This follows a major breakthrough in the process used, which is now energised by its own offgases only and does not require electrical power, as originally envisaged.

Iron Mineral Beneficiation Services (IMBS) CEO John Beachy Head tells Mining Weekly Online – see also video attached – that the next stage of the project at Palabora Mining Company will be for a 500 000 t/y plant.

On budget and on track to produce metallic iron next year, the initial 50 000 t/y prototype plant is being built at a capital cost of R120-million.

In anticipation of the prototype plant being successful, the R800-million capital raising has already begun for the next stage of the pioneering project, which is attracting international interest.

“We’re already in negotiations to put that money together to roll that plant out.

“At the moment, the people we’re talking to are mezzanine and debt funders,” Beachy Head reports.

The shareholders of IMBS – a company which is being partnered by South Africa’s State-owned Industrial Development Corporation and which is also receiving strong support from the Limpopo government – include Jonah Capital, headed by Sir Sam Jonah, with 40% and OAO Severstal of Russia with 33%.

The metallic iron – referred to as super scrap, which replaces traditional ferrous scrap in steelmaking – is being targeted at the 700-million-ton-a-year global scrap-replacement market.

A feasibility study is under way for the construction of two plants of 500 000 t/y each and Beachy Head anticipates one-million tons of super scrap being produced in South Africa in the next five years, a large portion for domestic steelmaking and the rest for export.

IMBS has secured a 20-year agreement with Rio Tinto-managed Palabora Mining Company for the supply of 800 000 t of material from the company’s large 240-million-ton surface stockpile of 58%-iron magnetite content, which has arisen from decades of mining activity.

The company is targeting production of metallic iron at under $200/t to compete against ferrous scrap, which is selling at $400/t.

The technology to produce the cold-briquetted metallic iron has been licensed to International Iron Beneficiation Group (IIBG), which will deploy it globally and pay royalties to IMBS, which intends operating the iron-making plants with IIBG, an OAO Severstal subsidiary.

News is also imminent on the study into the construction of a two-million-ton-a-year iron plant at Sept-Iles, in Quebec, Canada, where there is a nearby iron-ore export port into the heart of the US steelmaking region.

The development of the Canadian plant has been programmed one year behind the Palabora plant, the process for which was originally based on 50% offgases and 50% electricity, but which will now use only offgases.

“It’s been the biggest breakthrough for us. What we are now is 100% gas-fired, so we can go anywhere in the world and with the process offgas, we can run our technology. We don't need any electricity other than to drive pumps, electric motors and instrumentation,” Beachy Head tells Mining Weekly Online.

The process also uses thermal coal, giving the technology the flexibility of operating in the remotest of locations.

The big saving in production cost is based on being able to operate where the ore is located.

Iron recovery takes place on the ore site with logistics then based on a product worth $400/t rather than one worth $150/t.

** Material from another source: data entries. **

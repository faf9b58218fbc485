//! Keyword heuristics turning a call row into tier, score, location and name.
//!
//! All functions are pure. Rules are ordered lists so adding a keyword never
//! requires touching control flow.

use regex::Regex;
use std::sync::LazyLock;

use crate::feed_parser::{normalize_phone, CallRow};
use crate::models::LeadTier;

/// Tier rules, checked in order. First match wins; no match means warm.
const TIER_RULES: &[(LeadTier, &[&str])] = &[
    (
        LeadTier::Platinum,
        &["premium", "luxury", "comprehensive", "full package"],
    ),
    (LeadTier::Hot, &["urgent", "soon", "interested", "ready"]),
];

const BASE_SCORE: f64 = 60.0;
const MAX_SCORE: f64 = 100.0;
const LONG_TEXT_CHARS: usize = 100;
const LONG_TEXT_BONUS: f64 = 5.0;

/// Each signal adds its points once if any of its keywords appears.
const SCORE_SIGNALS: &[(f64, &[&str])] = &[
    (10.0, &["interested"]),
    (10.0, &["ready"]),
    (10.0, &["appointment", "consultation"]),
    (5.0, &["urgent", "soon"]),
];

/// Area code prefix to (city, region).
const AREA_CODES: &[(&str, &str, &str)] = &[
    ("604", "Vancouver", "Metro Vancouver"),
    ("778", "Vancouver", "Metro Vancouver"),
    ("236", "Vancouver", "Metro Vancouver"),
    ("250", "Victoria", "Vancouver Island"),
];

const FALLBACK_CITY: &str = "British Columbia";
const FALLBACK_REGION: &str = "Unknown";

static NAME_PATTERN: LazyLock<Regex> = LazyLock::new(|| {
    Regex::new(r"(?i)my name is (\w+)|I['’]m (\w+)|this is (\w+)")
        .expect("name pattern is a valid regex")
});

#[derive(Debug, Clone, PartialEq, Eq)]
pub struct Location {
    pub city: String,
    pub region: String,
}

#[derive(Debug, Clone, PartialEq)]
pub struct Classification {
    pub tier: LeadTier,
    pub score: f64,
    pub location: Location,
    pub name: Option<String>,
}

/// Lower-cased `summary + " " + transcript`, the text every rule looks at.
pub fn combined_text(summary: &str, transcript: &str) -> String {
    format!("{} {}", summary, transcript).to_lowercase()
}

pub fn infer_tier(summary: &str, transcript: &str) -> LeadTier {
    let text = combined_text(summary, transcript);
    TIER_RULES
        .iter()
        .find(|(_, keywords)| contains_any(&text, keywords))
        .map(|(tier, _)| *tier)
        .unwrap_or(LeadTier::Warm)
}

/// Quality score in [60, 100].
pub fn quality_score(summary: &str, transcript: &str) -> f64 {
    let text = combined_text(summary, transcript);

    let mut score = BASE_SCORE
        + SCORE_SIGNALS
            .iter()
            .filter(|(_, keywords)| contains_any(&text, keywords))
            .map(|(points, _)| points)
            .sum::<f64>();

    if text.chars().count() > LONG_TEXT_CHARS {
        score += LONG_TEXT_BONUS;
    }

    score.min(MAX_SCORE)
}

pub fn location_for_phone(phone: &str) -> Location {
    let digits = normalize_phone(phone);
    let (city, region) = AREA_CODES
        .iter()
        .find(|(prefix, _, _)| digits.starts_with(prefix))
        .map(|(_, city, region)| (*city, *region))
        .unwrap_or((FALLBACK_CITY, FALLBACK_REGION));

    Location {
        city: city.to_string(),
        region: region.to_string(),
    }
}

/// Best-effort caller name from phrases like "my name is Sarah".
pub fn extract_name(transcript: &str) -> Option<String> {
    let caps = NAME_PATTERN.captures(transcript)?;
    caps.iter()
        .skip(1)
        .flatten()
        .next()
        .map(|m| m.as_str().to_string())
}

pub fn classify(row: &CallRow) -> Classification {
    Classification {
        tier: infer_tier(&row.summary, &row.transcript),
        score: quality_score(&row.summary, &row.transcript),
        location: location_for_phone(&row.from_number),
        name: extract_name(&row.transcript),
    }
}

fn contains_any(text: &str, keywords: &[&str]) -> bool {
    keywords.iter().any(|k| text.contains(k))
}

#[cfg(test)]
mod tests {
    use super::*;

    #[test]
    fn test_platinum_beats_hot() {
        assert_eq!(
            infer_tier("Premium package", "this is urgent"),
            LeadTier::Platinum
        );
        assert_eq!(infer_tier("", "wants the FULL PACKAGE"), LeadTier::Platinum);
    }

    #[test]
    fn test_hot_and_warm() {
        assert_eq!(infer_tier("Caller is interested", ""), LeadTier::Hot);
        assert_eq!(infer_tier("General question", "about hours"), LeadTier::Warm);
        assert_eq!(infer_tier("", ""), LeadTier::Warm);
    }

    #[test]
    fn test_score_examples() {
        // 60 + ready 10 + appointment 10 + urgent 5
        assert_eq!(quality_score("ready for appointment, urgent", ""), 85.0);
        assert_eq!(quality_score("", ""), 60.0);
    }

    #[test]
    fn test_score_long_text_bonus_and_clamp() {
        let long = "interested ready consultation urgent ".repeat(5);
        // 60 + 10 + 10 + 10 + 5 + 5 = 100
        assert_eq!(quality_score(&long, ""), 100.0);
        assert_eq!(quality_score(&"x".repeat(120), ""), 65.0);
    }

    #[test]
    fn test_long_text_bonus_counts_chars_not_bytes() {
        // combined text is " " + transcript
        assert_eq!(quality_score("", &"é".repeat(100)), 65.0);
        assert_eq!(quality_score("", &"é".repeat(99)), 60.0);
        assert_eq!(quality_score("", &"😀".repeat(60)), 60.0);
    }

    #[test]
    fn test_location_table() {
        assert_eq!(location_for_phone("6045551234").city, "Vancouver");
        assert_eq!(location_for_phone("7785551234").region, "Metro Vancouver");
        assert_eq!(location_for_phone("2365551234").city, "Vancouver");
        assert_eq!(
            location_for_phone("2505551234"),
            Location {
                city: "Victoria".into(),
                region: "Vancouver Island".into()
            }
        );
        assert_eq!(
            location_for_phone("4165551234"),
            Location {
                city: "British Columbia".into(),
                region: "Unknown".into()
            }
        );
    }

    #[test]
    fn test_extract_name() {
        assert_eq!(extract_name("Hi, my name is Sarah and"), Some("Sarah".into()));
        assert_eq!(extract_name("I'm John, calling about"), Some("John".into()));
        assert_eq!(extract_name("I’m Priya"), Some("Priya".into()));
        assert_eq!(extract_name("Hello, THIS IS Mike"), Some("Mike".into()));
        assert_eq!(extract_name("no introductions here"), None);
    }
}
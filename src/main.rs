use axum::{routing::get, Router};
use std::net::SocketAddr;
use std::sync::Arc;
use tokio::sync::watch;
use tower::ServiceBuilder;
use tower_governor::{
    governor::GovernorConfigBuilder, key_extractor::SmartIpKeyExtractor, GovernorLayer,
};
use tower_http::{cors::CorsLayer, limit::RequestBodyLimitLayer, trace::TraceLayer};
use tracing_subscriber::{layer::SubscriberExt, util::SubscriberInitExt};

use lead_marketplace_api::config::Config;
use lead_marketplace_api::db::Database;
use lead_marketplace_api::feed_client::FeedClient;
use lead_marketplace_api::handlers::{self, AppState};
use lead_marketplace_api::ingestion::Ingestor;
use lead_marketplace_api::poller;
use lead_marketplace_api::store::{LeadStore, PgLeadStore};

/// Main entry point for the application.
///
/// Initializes tracing, configuration, the database (running migrations), the
/// feed poller and the HTTP routes with their middleware, then starts the
/// Axum server.
#[tokio::main]
async fn main() -> anyhow::Result<()> {
    // Initialize tracing
    tracing_subscriber::registry()
        .with(
            tracing_subscriber::EnvFilter::try_from_default_env()
                .unwrap_or_else(|_| "lead_marketplace_api=debug,tower_http=debug".into()),
        )
        .with(tracing_subscriber::fmt::layer())
        .init();

    // Load configuration
    let config = Config::from_env()?;

    // Initialize database connection pool
    let db = Database::new(&config.database_url).await?;
    tracing::info!("Database connection pool established");

    let store: Arc<dyn LeadStore> = Arc::new(PgLeadStore::new(db.pool.clone()));
    let feed = FeedClient::new(config.feed_url.clone(), config.feed_timeout())?;
    let ingestor = Arc::new(Ingestor::new(store.clone(), feed));

    // Background feed poller
    let (shutdown_tx, shutdown_rx) = watch::channel(false);
    let poller_handle = if config.sync_interval_secs > 0 {
        Some(tokio::spawn(poller::run(
            ingestor.clone(),
            std::time::Duration::from_secs(config.initial_sync_delay_secs),
            std::time::Duration::from_secs(config.sync_interval_secs),
            shutdown_rx,
        )))
    } else {
        tracing::warn!("SYNC_INTERVAL_SECS is 0; background ingestion disabled");
        None
    };

    let app_state = Arc::new(AppState::new(store, config.clone(), ingestor));

    // Configure rate limiter: 10 requests/second per IP, burst of 20
    let governor_conf = Arc::new(
        GovernorConfigBuilder::default()
            .per_second(10)
            .burst_size(20)
            .key_extractor(SmartIpKeyExtractor)
            .finish()
            .ok_or_else(|| anyhow::anyhow!("Invalid rate limiter configuration"))?,
    );

    let protected_routes = handlers::api_routes().layer(
        ServiceBuilder::new()
            // Request size limit: 1MB is plenty for claim and profile bodies
            .layer(RequestBodyLimitLayer::new(1024 * 1024))
            .layer(GovernorLayer {
                config: governor_conf,
            }),
    );

    // Health check bypasses rate limiting
    let app = Router::new()
        .route("/health", get(handlers::health))
        .merge(protected_routes)
        .with_state(app_state)
        .layer(TraceLayer::new_for_http())
        .layer(CorsLayer::permissive());

    // Start server
    let addr = format!("0.0.0.0:{}", config.port);
    let listener = tokio::net::TcpListener::bind(&addr).await?;
    tracing::info!("Server listening on {}", addr);

    axum::serve(
        listener,
        app.into_make_service_with_connect_info::<SocketAddr>(),
    )
    .with_graceful_shutdown(shutdown_signal())
    .await?;

    shutdown_tx.send(true).ok();
    if let Some(handle) = poller_handle {
        handle.await.ok();
    }

    Ok(())
}

async fn shutdown_signal() {
    if let Err(e) = tokio::signal::ctrl_c().await {
        tracing::error!("Failed to listen for shutdown signal: {}", e);
        std::future::pending::<()>().await;
    }
    tracing::info!("Shutdown signal received");
}
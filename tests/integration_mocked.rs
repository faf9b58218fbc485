/// Integration tests with a mocked feed server
/// Exercises ingestion cycles and the HTTP API against the in-memory store
use async_trait::async_trait;
use axum::body::Body;
use axum::http::{Request, StatusCode};
use chrono::{DateTime, Utc};
use std::sync::Arc;
use std::time::Duration;
use tower::ServiceExt;
use uuid::Uuid;
use wiremock::matchers::{method, path};
use wiremock::{Mock, MockServer, ResponseTemplate};

use lead_marketplace_api::config::{Config, PricingConfig};
use lead_marketplace_api::errors::AppError;
use lead_marketplace_api::feed_client::FeedClient;
use lead_marketplace_api::handlers::{self, AppState};
use lead_marketplace_api::ingestion::{Ingestor, RowStage};
use lead_marketplace_api::models::{
    Clinic, ClinicUpdate, DashboardStats, LeadClaim, LeadFilter, LeadLock, LeadMetadata,
    LeadRecord, LeadStatus, LeadTier, NewClinic, NewLead, NewLeadMetadata,
};
use lead_marketplace_api::poller;
use lead_marketplace_api::store::{InsertOutcome, LeadStore, MemoryStore};

const HEADER: &str = "timestamp,direction,to_number,from_number,transcript,summary\n";

fn feed_body() -> String {
    format!(
        "{}{}{}{}",
        HEADER,
        "2024-01-15T10:00:00Z,inbound,+16040000000,(604) 555-0101,\"Hi, my name is Sarah. I'd like the premium package.\",\"Premium package, ready to book\"\n",
        "2024-01-15T11:00:00Z,inbound,+16040000000,250-555-0102,I'm interested in a consultation,\n",
        "2024-01-15T12:00:00Z,inbound,+16040000000,555-0103,too short,ignored\n",
    )
}

/// Delegates to a `MemoryStore` but fails every insert for one phone.
struct FailingInsertStore {
    inner: Arc<MemoryStore>,
    failing_phone: String,
}

#[async_trait]
impl LeadStore for FailingInsertStore {
    async fn phone_exists(&self, phone: &str) -> Result<bool, AppError> {
        self.inner.phone_exists(phone).await
    }

    async fn insert_lead(
        &self,
        lead: NewLead,
        photo_url: String,
        metadata: NewLeadMetadata,
    ) -> Result<InsertOutcome, AppError> {
        if lead.phone == self.failing_phone {
            return Err(AppError::Persistence("connection reset".to_string()));
        }
        self.inner.insert_lead(lead, photo_url, metadata).await
    }

    async fn get_lead(&self, lead_id: Uuid) -> Result<Option<LeadRecord>, AppError> {
        self.inner.get_lead(lead_id).await
    }

    async fn list_leads(&self, filter: LeadFilter) -> Result<Vec<LeadRecord>, AppError> {
        self.inner.list_leads(filter).await
    }

    async fn lead_metadata(&self, lead_id: Uuid) -> Result<Option<LeadMetadata>, AppError> {
        self.inner.lead_metadata(lead_id).await
    }

    async fn find_clinic(&self, external_id: &str) -> Result<Option<Clinic>, AppError> {
        self.inner.find_clinic(external_id).await
    }

    async fn upsert_clinic(&self, clinic: NewClinic) -> Result<Clinic, AppError> {
        self.inner.upsert_clinic(clinic).await
    }

    async fn update_clinic(
        &self,
        clinic_id: Uuid,
        update: ClinicUpdate,
    ) -> Result<Clinic, AppError> {
        self.inner.update_clinic(clinic_id, update).await
    }

    async fn claim_lead(
        &self,
        lead_id: Uuid,
        clinic_id: Uuid,
        pricing: &PricingConfig,
        now: DateTime<Utc>,
    ) -> Result<LeadClaim, AppError> {
        self.inner.claim_lead(lead_id, clinic_id, pricing, now).await
    }

    async fn reserve_lead(
        &self,
        lead_id: Uuid,
        clinic_id: Uuid,
        expires_at: DateTime<Utc>,
        now: DateTime<Utc>,
    ) -> Result<LeadLock, AppError> {
        self.inner.reserve_lead(lead_id, clinic_id, expires_at, now).await
    }

    async fn release_lead(&self, lead_id: Uuid, clinic_id: Uuid) -> Result<bool, AppError> {
        self.inner.release_lead(lead_id, clinic_id).await
    }

    async fn dashboard_stats(&self, now: DateTime<Utc>) -> Result<DashboardStats, AppError> {
        self.inner.dashboard_stats(now).await
    }

    async fn health_check(&self) -> Result<(), AppError> {
        self.inner.health_check().await
    }
}

/// Helper function to create test config
fn create_test_config(feed_url: String) -> Config {
    Config {
        database_url: "postgresql://test".to_string(),
        port: 0,
        feed_url,
        sync_interval_secs: 0,
        initial_sync_delay_secs: 0,
        feed_timeout_secs: 5,
        lead_lock_ttl_secs: 120,
        gateway_shared_secret: None,
        sync_trigger_token: None,
    }
}

async fn mock_feed(body: String) -> MockServer {
    let server = MockServer::start().await;
    Mock::given(method("GET"))
        .and(path("/feed.csv"))
        .respond_with(ResponseTemplate::new(200).set_body_string(body))
        .mount(&server)
        .await;
    server
}

fn ingestor_for(store: Arc<MemoryStore>, url: String) -> Ingestor {
    let feed = FeedClient::new(url, Duration::from_secs(5)).unwrap();
    Ingestor::new(store, feed)
}

fn app_for(store: Arc<MemoryStore>, config: Config) -> axum::Router {
    let feed = FeedClient::new(config.feed_url.clone(), config.feed_timeout()).unwrap();
    let ingestor = Arc::new(Ingestor::new(store.clone(), feed));
    handlers::router(Arc::new(AppState::new(store, config, ingestor)))
}

async fn body_json(response: axum::response::Response) -> serde_json::Value {
    let bytes = axum::body::to_bytes(response.into_body(), usize::MAX)
        .await
        .unwrap();
    serde_json::from_slice(&bytes).unwrap()
}

fn get(uri: &str, identity: Option<&str>) -> Request<Body> {
    let mut builder = Request::builder().method("GET").uri(uri);
    if let Some(id) = identity {
        builder = builder.header("x-clinic-identity", id);
    }
    builder.body(Body::empty()).unwrap()
}

fn post_json(uri: &str, identity: &str, body: serde_json::Value) -> Request<Body> {
    Request::builder()
        .method("POST")
        .uri(uri)
        .header("content-type", "application/json")
        .header("x-clinic-identity", identity)
        .body(Body::from(body.to_string()))
        .unwrap()
}

#[tokio::test]
async fn test_feed_row_becomes_platinum_lead() {
    let server = mock_feed(feed_body()).await;
    let store = Arc::new(MemoryStore::new());
    let ingestor = ingestor_for(store.clone(), format!("{}/feed.csv", server.uri()));

    let report = ingestor.run_cycle().await.unwrap();

    assert_eq!(report.rows_seen, 2);
    assert_eq!(report.rows_rejected, 1);
    assert_eq!(report.created, 2);
    assert_eq!(report.errored, 0);
    assert_eq!(
        report.rows_seen,
        report.created + report.skipped_as_duplicate + report.errored
    );
    assert_eq!(report.feed_sha256.len(), 64);

    let leads = store.list_leads(LeadFilter::Tier(LeadTier::Platinum)).await.unwrap();
    assert_eq!(leads.len(), 1);
    let lead = &leads[0].lead;
    assert_eq!(lead.status, LeadStatus::Available);
    assert_eq!(lead.price_cents, 7500);
    assert_eq!(lead.city.as_deref(), Some("Vancouver"));
    assert_eq!(lead.region.as_deref(), Some("Metro Vancouver"));
    assert_eq!(lead.phone.as_deref(), Some("6045550101"));
    assert_eq!(lead.name.as_deref(), Some("Sarah"));
    assert_eq!(leads[0].photos.len(), 1);

    let victoria = store.list_leads(LeadFilter::Tier(LeadTier::Hot)).await.unwrap();
    assert_eq!(victoria.len(), 1);
    assert_eq!(victoria[0].lead.city.as_deref(), Some("Victoria"));
    assert_eq!(
        victoria[0].lead.summary.as_deref(),
        Some("Phone inquiry about services")
    );
}

#[tokio::test]
async fn test_fully_quoted_row_becomes_platinum_lead() {
    let body = format!(
        "{}{}",
        HEADER,
        "\"2024-01-01T00:00:00Z\",\"inbound\",\"6045550000\",\"6041234567\",\"client wants urgent luxury treatment\",\"Call about premium package\"\n",
    );
    let server = mock_feed(body).await;
    let store = Arc::new(MemoryStore::new());
    let ingestor = ingestor_for(store.clone(), format!("{}/feed.csv", server.uri()));

    let report = ingestor.run_cycle().await.unwrap();
    assert_eq!(report.rows_seen, 1);
    assert_eq!(report.created, 1);

    let leads = store.list_leads(LeadFilter::All).await.unwrap();
    assert_eq!(leads.len(), 1);
    let lead = &leads[0].lead;
    assert_eq!(lead.tier, LeadTier::Platinum);
    assert_eq!(lead.status, LeadStatus::Available);
    assert_eq!(lead.price_cents, 7500);
    assert_eq!(lead.city.as_deref(), Some("Vancouver"));
    assert_eq!(lead.region.as_deref(), Some("Metro Vancouver"));
    assert_eq!(lead.phone.as_deref(), Some("6041234567"));
    assert_eq!(lead.summary.as_deref(), Some("Call about premium package"));
}

#[tokio::test]
async fn test_row_persist_failure_does_not_abort_cycle() {
    let body = format!(
        "{}{}{}{}",
        HEADER,
        "2024-01-15T10:00:00Z,inbound,6040000000,6045550101,interested,Wants info\n",
        "2024-01-15T11:00:00Z,inbound,6040000000,6045550102,ready to book,Wants a slot\n",
        "2024-01-15T12:00:00Z,inbound,6040000000,2505550103,premium please,Premium\n",
    );
    let server = mock_feed(body).await;
    let inner = Arc::new(MemoryStore::new());
    let store = Arc::new(FailingInsertStore {
        inner: inner.clone(),
        failing_phone: "6045550102".to_string(),
    });
    let feed = FeedClient::new(format!("{}/feed.csv", server.uri()), Duration::from_secs(5)).unwrap();
    let ingestor = Ingestor::new(store, feed);

    let report = ingestor.run_cycle().await.unwrap();

    assert_eq!(report.rows_seen, 3);
    assert_eq!(report.created, report.rows_seen - 1);
    assert_eq!(report.skipped_as_duplicate, 0);
    assert_eq!(report.errored, 1);
    assert_eq!(report.errors.len(), 1);
    assert_eq!(report.errors[0].stage, RowStage::Persist);
    assert_eq!(report.errors[0].line, 3);
    assert_eq!(report.errors[0].phone, "6045550102");

    assert_eq!(inner.lead_count().await, 2);
    assert!(inner.phone_exists("6045550101").await.unwrap());
    assert!(!inner.phone_exists("6045550102").await.unwrap());
    assert!(inner.phone_exists("2505550103").await.unwrap());
}

#[tokio::test]
async fn test_second_cycle_creates_nothing() {
    let server = mock_feed(feed_body()).await;
    let store = Arc::new(MemoryStore::new());
    let ingestor = ingestor_for(store.clone(), format!("{}/feed.csv", server.uri()));

    let first = ingestor.run_cycle().await.unwrap();
    let second = ingestor.run_cycle().await.unwrap();

    assert_eq!(first.created, 2);
    assert_eq!(second.created, 0);
    assert_eq!(second.skipped_as_duplicate, 2);
    assert_eq!(first.feed_sha256, second.feed_sha256);
    assert_eq!(store.lead_count().await, 2);
}

#[tokio::test]
async fn test_separate_ingestors_share_store_dedup() {
    let server = mock_feed(feed_body()).await;
    let store = Arc::new(MemoryStore::new());
    let url = format!("{}/feed.csv", server.uri());

    // Fresh caches, so dedup has to come from the store.
    let a = ingestor_for(store.clone(), url.clone());
    let b = ingestor_for(store.clone(), url);
    let (ra, rb) = tokio::join!(a.run_cycle(), b.run_cycle());

    assert_eq!(ra.unwrap().created + rb.unwrap().created, 2);
    assert_eq!(store.lead_count().await, 2);
}
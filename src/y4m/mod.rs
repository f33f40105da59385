//! YUV4MPEG2 ("y4m") stream support
//!
//! This module indexes raw y4m byte buffers without copying pixel data.
//! The stream header is parsed rather than assumed, and every frame block
//! is recorded as bounds-checked ranges into the source buffer.

pub mod header;
pub mod parser;
pub mod stream;

pub use header::{Colorspace, Interlacing, StreamHeader};
pub use parser::parse;
pub use stream::{FrameRef, VideoStream};
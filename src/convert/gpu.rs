//! GPU color conversion
//!
//! Uploads the three planes of a frame as single-channel textures and runs
//! the BT.601 matrix in a fragment shader over a full-screen quad, storing
//! into an 8-bit RGBA target owned by the converter. Plane textures use
//! nearest-neighbor sampling: chroma is read at full-resolution positions
//! without bilinear upsampling, like the CPU path.

use super::cpu::validate_planes;
use crate::error::{Error, Result};
use crate::y4m::FrameRef;
use tracing::{debug, info};

/// WGSL shader: full-screen quad plus full-range BT.601 conversion
const CONVERT_SHADER: &str = r#"
struct VertexOutput {
    @builtin(position) position: vec4<f32>,
    @location(0) tex_coord: vec2<f32>,
}

@vertex
fn vs_main(@builtin(vertex_index) vertex_index: u32) -> VertexOutput {
    // Full-screen quad using 6 vertices. Texture coordinates are flipped on
    // the Y axis relative to clip space: plane data starts at the top-left.
    var positions = array<vec2<f32>, 6>(
        vec2<f32>(-1.0, -1.0),
        vec2<f32>(1.0, -1.0),
        vec2<f32>(1.0, 1.0),
        vec2<f32>(-1.0, -1.0),
        vec2<f32>(1.0, 1.0),
        vec2<f32>(-1.0, 1.0),
    );
    var tex_coords = array<vec2<f32>, 6>(
        vec2<f32>(0.0, 1.0),
        vec2<f32>(1.0, 1.0),
        vec2<f32>(1.0, 0.0),
        vec2<f32>(0.0, 1.0),
        vec2<f32>(1.0, 0.0),
        vec2<f32>(0.0, 0.0),
    );

    var output: VertexOutput;
    output.position = vec4<f32>(positions[vertex_index], 0.0, 1.0);
    output.tex_coord = tex_coords[vertex_index];
    return output;
}

@group(0) @binding(0) var luma_texture: texture_2d<f32>;
@group(0) @binding(1) var cb_texture: texture_2d<f32>;
@group(0) @binding(2) var cr_texture: texture_2d<f32>;
@group(0) @binding(3) var plane_sampler: sampler;

@fragment
fn fs_main(input: VertexOutput) -> @location(0) vec4<f32> {
    let y = textureSample(luma_texture, plane_sampler, input.tex_coord).r;
    let cb = textureSample(cb_texture, plane_sampler, input.tex_coord).r - 0.5;
    let cr = textureSample(cr_texture, plane_sampler, input.tex_coord).r - 0.5;

    // Full-range BT.601; the Rgba8Unorm target clamps on store
    let r = y + 1.4 * cr;
    let g = y - 0.343 * cb - 0.711 * cr;
    let b = y + 1.765 * cb;

    return vec4<f32>(r, g, b, 1.0);
}
"#;

const TARGET_FORMAT: wgpu::TextureFormat = wgpu::TextureFormat::Rgba8Unorm;

/// GPU-side converter from planar 4:2:0 frames to an RGBA texture.
///
/// Plane and target textures are owned by the converter and released when
/// it drops. Dimensions follow the uploaded frame; textures are recreated
/// only when they change.
pub struct GpuConverter {
    device: wgpu::Device,
    queue: wgpu::Queue,
    pipeline: wgpu::RenderPipeline,
    bind_group_layout: wgpu::BindGroupLayout,
    sampler: wgpu::Sampler,
    plane_textures: Option<(wgpu::Texture, wgpu::Texture, wgpu::Texture)>,
    bind_group: Option<wgpu::BindGroup>,
    target: Option<wgpu::Texture>,
    frame_width: u32,
    frame_height: u32,
}
//! Buffer management for raw video data

use bytes::Bytes;

/// A reference-counted, immutable buffer holding a raw video payload.
///
/// A parsed stream keeps a handle to the buffer it was indexed from, so the
/// plane views it hands out can never outlive the underlying bytes. Cloning
/// only bumps a reference count.
#[derive(Debug, Clone)]
pub struct Buffer {
    data: Bytes,
}

impl Buffer {
    /// Create a new buffer from bytes
    pub fn new(data: Bytes) -> Self {
        Buffer { data }
    }

    /// Create a buffer from a vector
    pub fn from_vec(vec: Vec<u8>) -> Self {
        Buffer {
            data: Bytes::from(vec),
        }
    }

    /// Create a buffer borrowing a static byte string
    pub fn from_static(bytes: &'static [u8]) -> Self {
        Buffer {
            data: Bytes::from_static(bytes),
        }
    }

    /// Create an empty buffer
    pub fn empty() -> Self {
        Buffer { data: Bytes::new() }
    }

    /// Get the length of the buffer
    pub fn len(&self) -> usize {
        self.data.len()
    }

    /// Check if the buffer is empty
    pub fn is_empty(&self) -> bool {
        self.data.is_empty()
    }

    /// Get a slice of the buffer data
    pub fn as_slice(&self) -> &[u8] {
        &self.data
    }

    /// Get the underlying bytes
    pub fn as_bytes(&self) -> &Bytes {
        &self.data
    }
}

impl From<Vec<u8>> for Buffer {
    fn from(vec: Vec<u8>) -> Self {
        Buffer::from_vec(vec)
    }
}

#[cfg(test)]
mod tests {
    use super::*;

    #[test]
    fn test_buffer_creation() {
        let buf = Buffer::from_vec(vec![1, 2, 3, 4]);
        assert_eq!(buf.len(), 4);
        assert_eq!(buf.as_slice(), &[1, 2, 3, 4]);
    }

    #[test]
    fn test_buffer_empty() {
        let buf = Buffer::empty();
        assert!(buf.is_empty());
        assert_eq!(buf.len(), 0);
    }

    #[test]
    fn test_buffer_clone_shares_bytes() {
        let buf = Buffer::from_static(b"YUV4MPEG2");
        let clone = buf.clone();
        assert_eq!(buf.as_slice(), clone.as_slice());
        assert_eq!(buf.as_bytes().as_ptr(), clone.as_bytes().as_ptr());
    }
}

The company is, however, still in a period of transition from being a technical development business to being an operational iron-making business.

But if that transition is successful, strong demand is expected to follow.

“The demand we’ve had so far from people talking to us is in the region of 15-million tons,” Beachy Head adds.

The company has had enquiries from India, Indonesia and South America.

The application of the modularised process is wide-ranging and can be adopted by small run-of-mine iron-ore juniors to iron-ore majors.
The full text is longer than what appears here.